Established Histories, Alternate Histories, and What We Know for Sure

Since I wrote this post about Philip K. Dick's alternate history, The Man in the High Castle, I've been thinking about alternate histories of our own time or the just-recent past--specifically, the Cold War.  Just 20 years after then end of World War II, Dick wrote his masterpiece about an alternate end to WWII.  Why has no one done the same for the Cold War?

I suppose we could make the argument that the nuclear war movies (Threads, Testament, and The Day After) of the 1980's were a kind of alternate history, although they seem more like warnings than histories.  To watch them now feels like a history lesson:  answering machines as huge as a shoebox!  Decorating decisions of the 1980's!

Why has no one played with this history?  We could go back further, and we still don't see much alternate history:  no novel of the USSR winning the Cuban Missile Crisis.  I wonder why.

As I was Googling, I did come across mention of Resurrection Day, which isn't the USSR winning, but nuclear devastation.  And there's Cold War Hot, which has scenarios of alternate cold war outcomes.  But that's not very many books in the realm of alternate histories.

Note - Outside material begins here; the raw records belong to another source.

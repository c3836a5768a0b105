//! Runtime configuration, read from `config.toml` and `TUTORHUB_*`
//! environment variables.

use std::{collections::HashMap, path::{Path, PathBuf}};

use serde::Deserialize;

/// Runtime server configuration.
#[derive(Debug, Clone, Deserialize)]
pub struct ServerConfig {
  #[serde(default = "default_host")]
  pub host:              String,
  #[serde(default = "default_port")]
  pub port:              u16,
  /// Externally visible base URL, e.g. `https://tutor.example.com`.
  pub public_url:        String,
  /// Where browsers land after logging in.
  #[serde(default = "default_app_root")]
  pub app_root:          String,
  #[serde(default = "default_store_path")]
  pub store_path:        PathBuf,
  pub session_secret:    String,
  #[serde(default = "default_session_ttl_hours")]
  pub session_ttl_hours: u32,
  #[serde(default)]
  pub cache_ttl_secs:    Option<u64>,
  #[serde(default)]
  pub sso:               SsoConfig,
  #[serde(default)]
  pub webhook_url:       Option<String>,
}

#[derive(Debug, Clone, Deserialize)]
pub struct SsoConfig {
  #[serde(default = "default_sso_base_url")]
  pub base_url:        String,
  #[serde(default)]
  pub allowed_faculty: Option<String>,
  #[serde(default)]
  pub org_faculties:   Vec<OrgFaculty>,
}

/// Maps an organisation code (`kd_org`) reported by the provider to a
/// faculty name.
#[derive(Debug, Clone, Deserialize)]
pub struct OrgFaculty {
  pub code:    String,
  pub faculty: String,
}

impl SsoConfig {
  pub fn faculty_table(&self) -> HashMap<String, String> {
    self
      .org_faculties
      .iter()
      .map(|o| (o.code.clone(), o.faculty.clone()))
      .collect()
  }
}

impl Default for SsoConfig {
  fn default() -> Self {
    Self {
      base_url:        default_sso_base_url(),
      allowed_faculty: None,
      org_faculties:   Vec::new(),
    }
  }
}

fn default_host() -> String { "127.0.0.1".into() }
fn default_port() -> u16 { 8000 }
fn default_app_root() -> String { "/".into() }
fn default_store_path() -> PathBuf { PathBuf::from("tutorhub.db") }
fn default_session_ttl_hours() -> u32 { 24 }
fn default_sso_base_url() -> String { "https://sso.ui.ac.id/cas2".into() }

impl ServerConfig {
  /// Layer the optional TOML file at `path` under the environment.
  ///
  /// Nested keys use a double underscore, e.g.
  /// `TUTORHUB_SSO__ALLOWED_FACULTY`.
  pub fn load(path: &Path) -> Result<Self, config::ConfigError> {
    config::Config::builder()
      .add_source(config::File::from(path).required(false))
      .add_source(
        config::Environment::with_prefix("TUTORHUB")
          .prefix_separator("_")
          .separator("__"),
      )
      .build()?
      .try_deserialize()
  }

  /// The URL the identity provider sends browsers back to.
  pub fn callback_url(&self) -> String {
    format!("{}/auth/callback", self.public_url.trim_end_matches('/'))
  }

  pub fn bind_address(&self) -> String { format!("{}:{}", self.host, self.port) }
}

I have friends who see Putin as a throwback to those times.  Maybe writing alternate histories feels too close, too possible still.

We are in that time period when it feels that we are arguing both current times, histories, and the future of the nation.  Are we a nation that has thrown open its doors to those fleeing terror?  Are we a nation that has turned people away to their ghastly deaths?  How shall we deal with the current crop of refugees?

It's also a time with an even older historical event hanging over us:  ah, Thanksgiving!  What does that time period tell us about the people we would become?

I tend to forget how many of those colonies were utter failures, with most colonists dead within a year of arrival, people planting cash crops instead of food, harsh landscapes with no consolations.  If you want a great overview of this history, perhaps you want to listen to this broadcast of the OnPoint program that explored the world of those Pilgrims and Native Americans.

I am intrigued by the different ways we view history, even well-established history.  The "facts" that I learned as a little girl in 1970's elementary school are very different than what my 9 year old nephew learns today, different and yet the same.  I'm interested in the stories we tell ourselves, about ourselves.

At some point, this leads to an interesting crisis--how can we ever be really sure?  And my answer will likely be the same:  we can't.  And thus, I will pack up my threads, my needles, my batting and my cloth--time to go to church to lead the effort in making quilts for refugees.